Friday, August 26, 2016

Acariya Mun’s UFO Experience

Acariya Mun (1870 – 1949) is a famous Theravadan monk who lived in Thailand and is credited with reviving the Forest Monk or dhutanga tradition. He is widely held to have had considerable what we would call psychic powers; specifically, the ability to know exactly what was going through anyone’s head and the ability to converse with nagas, devas and others.

The Forest Monk or dhutanga tradition is a rigorous, ascetic and only loosely institutionalized form of Buddhist practice that focuses on training one’s awareness. This is a form of Buddhism perhaps most closely mirroring Buddhist practice as it was during the Buddha’s lifetime and shortly thereafter.

It just so happens that there’s a very readable biography of Acariya Mun available for free in English. The book is fascinating from perspectives anthropological, mystical, historical, Buddhist, and so on. The author, Acariya Nanasampanno (‘Acariya’ is an honorific), one of Acariya Mun’s disciples, has a very natural, direct, engaging way of telling a moving and incredible story. I especially appreciate that he always mentions where he got his information – if it was from Acariya Mun himself, another disciple, local villagers, or what.

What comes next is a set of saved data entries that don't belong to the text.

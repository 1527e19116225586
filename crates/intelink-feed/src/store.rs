//! 피드 저장소.
//!
//! 시그널 피드와 알림 피드, 두 개의 독립된 용량 제한 피드를 관리한다.

use chrono::{DateTime, Utc};
use intelink_core::config::FeedConfig;
use intelink_core::models::notification::{Notification, NotificationIdGenerator, NotificationKind};
use intelink_core::models::signal::{Severity, Signal};

use crate::feed::BoundedFeed;

/// ID가 붙기 전의 알림
#[derive(Debug, Clone)]
pub struct NotificationDraft {
    pub kind: NotificationKind,
    pub title: String,
    pub message: String,
    pub severity: Severity,
    pub timestamp: DateTime<Utc>,
}

/// 시그널/알림 피드 저장소
#[derive(Debug)]
pub struct FeedStore {
    signals: BoundedFeed<Signal>,
    notifications: BoundedFeed<Notification>,
    ids: NotificationIdGenerator,
}

impl FeedStore {
    /// 설정 용량으로 생성
    pub fn new(config: &FeedConfig) -> Self {
        Self::with_capacity(config.signal_capacity, config.notification_capacity)
    }

    /// 지정 용량으로 생성
    pub fn with_capacity(signal_capacity: usize, notification_capacity: usize) -> Self {
        Self {
            signals: BoundedFeed::new(signal_capacity),
            notifications: BoundedFeed::new(notification_capacity),
            ids: NotificationIdGenerator::new(),
        }
    }

    /// 시그널 추가 (최신순)
    pub fn push_signal(&mut self, signal: Signal) -> &[Signal] {
        self.signals.push(signal)
    }

    /// 시그널 확인 처리 — 위치를 유지한 채 교체
    ///
    /// 해당 ID가 없으면 false.
    pub fn acknowledge_signal(&mut self, signal_id: &str, acknowledged_by: Option<String>) -> bool {
        self.signals.update_by(
            |s| s.signal_id == signal_id,
            |s| s.acknowledged(acknowledged_by),
        )
    }

    /// 알림 생성 후 추가 (최신순)
    pub fn push_notification(&mut self, draft: NotificationDraft) -> &[Notification] {
        let notification = Notification {
            id: self.ids.next_id(),
            kind: draft.kind,
            title: draft.title,
            message: draft.message,
            severity: draft.severity,
            timestamp: draft.timestamp,
        };
        self.notifications.push(notification)
    }

    /// 알림 하나 제거
    pub fn remove_notification(&mut self, id: i64) -> bool {
        self.notifications.remove_by(|n| n.id == id).is_some()
    }

    /// 알림 전체 제거
    pub fn clear_notifications(&mut self) -> &[Notification] {
        self.notifications.clear()
    }

    /// 시그널 스냅샷
    pub fn signals(&self) -> &[Signal] {
        self.signals.as_slice()
    }

    /// 알림 스냅샷
    pub fn notifications(&self) -> &[Notification] {
        self.notifications.as_slice()
    }
}

impl Default for FeedStore {
    fn default() -> Self {
        Self::new(&FeedConfig::default())
    }
}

In the first chapter of the book, Acariya Mun is still a young man experimenting with and striving to perfect his technique of meditative practice. This is when he had what a Westerner might interpret as a UFO experience.
“Acariya Mun’s citta [roughly, attention] converged into a state of calm and a vision arose spontaneously. The mental image was of a dead body laid out before him, bloated, oozing pus, and seeping with bodily fluids. Vultures and dogs were fighting over the corpse, tearing into the rotting flash and flinging it around, until what remained was all scattered about. The whole scene was unimaginably disgusting, and he was appalled. 
From then on, Acariya Mun constantly used this image as a mental object to contemplate at all times … he continued in this manner until, one day, the image of the corpse changed into a translucent disk that appeared suspended before him. The more he focused intensely on the disk, the more it changed its appearance without pause. The more he tried to follow, the more it altered its form so that he found it impossible to tell where the series of images would end. The more he investigated the visions, the more they continued to change in character – ad infinitum. 
For example, the disk became a tall mountain range where Acariya Mun found himself walking, brandishing a sharp sword and wearing shoes. Then, a massive wall with a gate appeared. He opened the gate to look inside and saw a monastery where several monks were sitting in meditation. Near the wall he saw a steep cliff with a cave where a hermit was living. He noticed a conveyance, shaped like a cradle and hanging down the face of the cliff by a rope. Climbing into the cradle-like conveyance, he was drawn up to the mountain peak. At the summit, he found a large Chinese junk with a square table inside, and a hanging lantern that cast a luminescent glow upon the whole mountain terrain. He found himself eating a meal on the mountain peak and … and so on, and so forth, until it was impossible to see an end to it all. Acariya Mun said that all the images he experienced in this manner were far too numerous to recall. 
For a full three months, Acariya Mun continued to meditate in this way. Each time when he dropped into samadhi [meditative absorption] he withdrew from it to continue his investigation of the translucent disk which just kept giving him a seemingly endless series of images. However, he did not receive enough beneficial results from this to be convinced that this was the correct method. For after practicing in this manner, he was over-sensitive to the common sights and sounds around him. Pleased by this and disappointed by that, he liked some things and hated others. It seemed he could never find a stable sense of balance. 
Because of this sensitivity, he came to believe that the samadhi which he practiced was definitely the wrong path to follow. If it were really correct, why did he fail to experience peace and calm consistently in his practice? On the contrary, his mind felt distracted and unsettled, influenced by many sense objects that it encountered – much like a person who had never undergone any meditation training at all.”
Acariya Nansampanno (2003), Biography of Acariya Mun, pp. 8-9

Acariya Mun concluded that directing his attention to external phenomena like the translucent disk is a flawed method and from then on centered his investigations on his own body.

I’ve read fairly widely in English translations of various Eastern mythological and esoteric traditions and this is one of the more stand-out accounts of something that might count as a Western UFO. Translucent, hovering disk that shape shifts (or reality warps) and can float you off in a basket? Check, check, and check. Acariya Mun doesn’t exactly call the phenomenon self-negating, but it is described as an endless series of images which even as you chase after them keep changing. Maybe I’m projecting, but by the end of the story it sounds to me as if he decided the whole hovering translucent disk thing is just a waste of time.

Anyway, if you are up for a taste of something new, check out Acariya Mun’s biography. Bhikkhu Dick Silaratano’s English translation is very accessible to non-Buddhists and there’s some good stories in there (like The Hypercritical Naga).